It would also be great to maintain the spacing on the ‘cmd’ field. I often change the spacing such a long cmd with several options is split up with new lines in between each argument. DVC currently undoes this spacing

It would be nice if we could also have a custom filed for users to add some metadata.

For my use case in particular, i would like to add the repository and git commit in which the file was generated as well as the username of the person that generated the data. This is because i intend to use the datasets in more than one repository and i need a way to track the origin of the data

@martinjms , have you seen the issue related to reusing datasets, it might be interesting to you? #1487

https://pypi.org/project/ruamel.yaml/ - this parser or something like this can be used to preserve the info

I reviewed the issue and two several strategies to solve it:

  1. Superficial. Use ruamel.yaml to parse file, store structure with comments and everything in Stage, then work as usual. On save dump classes to dicts and apply diffs to stored structure. Then serialize structure to file.

  2. Fundamental. Use ruamel.yaml, resulting structure will serve as internal state of Stage, deps, outs classes. Some classes that don't have much or any polymorphic behaviour are eliminated and replaced either with their base or even structs + funcs. Since state = ruamel structure then we just dump it when needed.

@efiop what do you think? ;)

P.S. ruamel.yaml do preserve comments and string structure. Custom keys will also be saved in both cases.

@Suor just trying to better understand the second case. What will happen to classes (e.g. outs) that do have polymorphic behavior? Also what are the benefits of using this approach do you see?

P.S. ruamel.yaml do preserve comments and string structure. Custom keys will also be saved in both cases.

👍

@shcheklein they will stay classes, but all data access will be proxied to underlying ruamel structure (ordered dict with additional attrs), this way will they stay the same from outside and in big part inside too. The benefits of the fundamental approach are simpler code and less code.


Here is my thought process behind those solutions.

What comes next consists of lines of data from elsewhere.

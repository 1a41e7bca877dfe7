//! Frame acquisition boundary for the detection pipeline.
//!
//! A [`FrameSource`] hands out raw RGB frames one at a time. Backends are
//! deliberately small: [`SyntheticSource`] renders a deterministic test
//! pattern and [`FileSource`] loops over a directory of stills. Hardware
//! capture lives behind the same trait and is wired in by the application.

pub mod files;
pub mod synthetic;
pub mod types;

pub use files::FileSource;
pub use synthetic::SyntheticSource;
pub use types::{CaptureError, Frame, FrameFormat, SourceConfig};

/// Pull-based frame producer owned by exactly one consumer at a time.
///
/// `open` applies the construction-time [`SourceConfig`] on a best-effort
/// basis; callers must treat the configured resolution and rate as requested,
/// not guaranteed. `close` is safe to call on an already-closed source.
pub trait FrameSource: Send {
    /// Identifier used in logs and error reports.
    fn uri(&self) -> &str;

    fn open(&mut self) -> Result<(), CaptureError>;

    /// Blocks until the next frame is available or the read fails. A failed
    /// read leaves the source open; callers decide whether to retry.
    fn read_frame(&mut self) -> Result<Frame, CaptureError>;

    fn close(&mut self);

    fn is_open(&self) -> bool;
}
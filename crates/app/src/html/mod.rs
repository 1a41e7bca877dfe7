//! Embedded static HTML assets served by the dashboard endpoint.
//!
//! The assets are kept as `&'static str` so they can be bundled directly
//! inside the binary without filesystem lookups.

pub(crate) mod dashboard;
//! Deterministic procedural test pattern, useful when no capture hardware is
//! attached. The pattern animates with the frame index so downstream pacing
//! and encoding behave as they would on live footage.

use chrono::Utc;

use crate::types::{CaptureError, Frame, FrameFormat, SourceConfig};
use crate::FrameSource;

const URI: &str = "synthetic";

pub struct SyntheticSource {
    config: SourceConfig,
    frame_index: u64,
    open: bool,
}

impl SyntheticSource {
    pub fn new(config: SourceConfig) -> Self {
        Self {
            config,
            frame_index: 0,
            open: false,
        }
    }

    /// Renders the pattern for the current frame index: a diagonal color
    /// wash, a sweeping vertical bar and a bouncing block that gives the
    /// stream visible motion.
    fn render(&self) -> Vec<u8> {
        let width = self.config.width;
        let height = self.config.height;
        let t = self.frame_index;

        let bar_x = ((t * 5) % width as u64) as u32;
        let block_w = width / 8;
        let block_h = height / 8;
        let span_x = (width - block_w) as u64;
        let span_y = (height - block_h) as u64;
        let block_x = bounce(t * 3, span_x) as u32;
        let block_y = bounce(t * 2, span_y) as u32;

        let wash_x = (t % 256) as u32;
        let wash_y = ((t / 2) % 256) as u32;
        let mut data = Vec::with_capacity((width * height * 3) as usize);
        for y in 0..height {
            for x in 0..width {
                let in_bar = x.abs_diff(bar_x) < 2;
                let in_block = x >= block_x
                    && x < block_x + block_w
                    && y >= block_y
                    && y < block_y + block_h;
                if in_block {
                    data.extend_from_slice(&[232, 64, 48]);
                } else if in_bar {
                    data.extend_from_slice(&[240, 240, 240]);
                } else {
                    let r = (((x + wash_x) % 256) / 2) as u8;
                    let g = (((y + wash_y) % 256) / 2) as u8;
                    let b = ((((x + y) / 2) % 256) / 2) as u8;
                    data.extend_from_slice(&[r, g, b]);
                }
            }
        }
        data
    }
}

/// Maps a monotonically increasing tick onto a forward-then-back sweep over
/// `[0, span]`.
fn bounce(tick: u64, span: u64) -> u64 {
    if span == 0 {
        return 0;
    }
    let phase = tick % (span * 2);
    if phase < span { phase } else { span * 2 - phase }
}

impl FrameSource for SyntheticSource {
    fn uri(&self) -> &str {
        URI
    }

    fn open(&mut self) -> Result<(), CaptureError> {
        self.open = true;
        Ok(())
    }

    fn read_frame(&mut self) -> Result<Frame, CaptureError> {
        if !self.open {
            return Err(CaptureError::NotOpen {
                uri: URI.to_string(),
            });
        }
        let data = self.render();
        self.frame_index += 1;
        Ok(Frame {
            data,
            width: self.config.width,
            height: self.config.height,
            timestamp_ms: Utc::now().timestamp_millis(),
            format: FrameFormat::Rgb8,
        })
    }

    fn close(&mut self) {
        self.open = false;
    }

    fn is_open(&self) -> bool {
        self.open
    }
}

Currently we load yaml to python structure, validate it, then transform to classes. When dumping we go in reverse. Like this:

    yaml -x> structure -> validation -х> classes
    classes -> structure -> yaml

"x" on an arrow means we loose formatting info. If we use ruamel.yaml the first x is solved, but the second remains. To solve that we need to somehow pass formatting info to classes and then restore that on save, which is big and stupid work.

To avoid that we can store ruamel structure in Stage and apply diffs to it after classes -> structure dump step. This will be what I called superficial approach:

    yaml -> structure -> validation -х> classes
      + save old structure in Stage
    classes -> new-structure + old-structure -> yaml

However, if we lift any limitations then it looks like the best approach is to get rid of the classes:

    yaml -> structure -> validation
    structure -> yaml

This way it wouldn't matter if we use dicts from pyyaml or ordered dicts with additional info from ruamel.yaml.

Ok, but structure is only data we also need behaviour. There are two extreme ways to do that: functions and classes. Classes shine when we have polymorphic behaviour and we do have that with remotes, but less so with everything else.

Anyway we already have classes there, so it would be easier to hide structures within. Make all data access, both read and write, go to structures generated by ruamel.yaml and left the rest the same. It will simplify load/dump process immediately and will allow us removing some classes in the future.

Discussed this with @efiop.

Will be implementing superficial approach now. We will return to fundamental approach later in separate ticket when we decide to go after tech debt.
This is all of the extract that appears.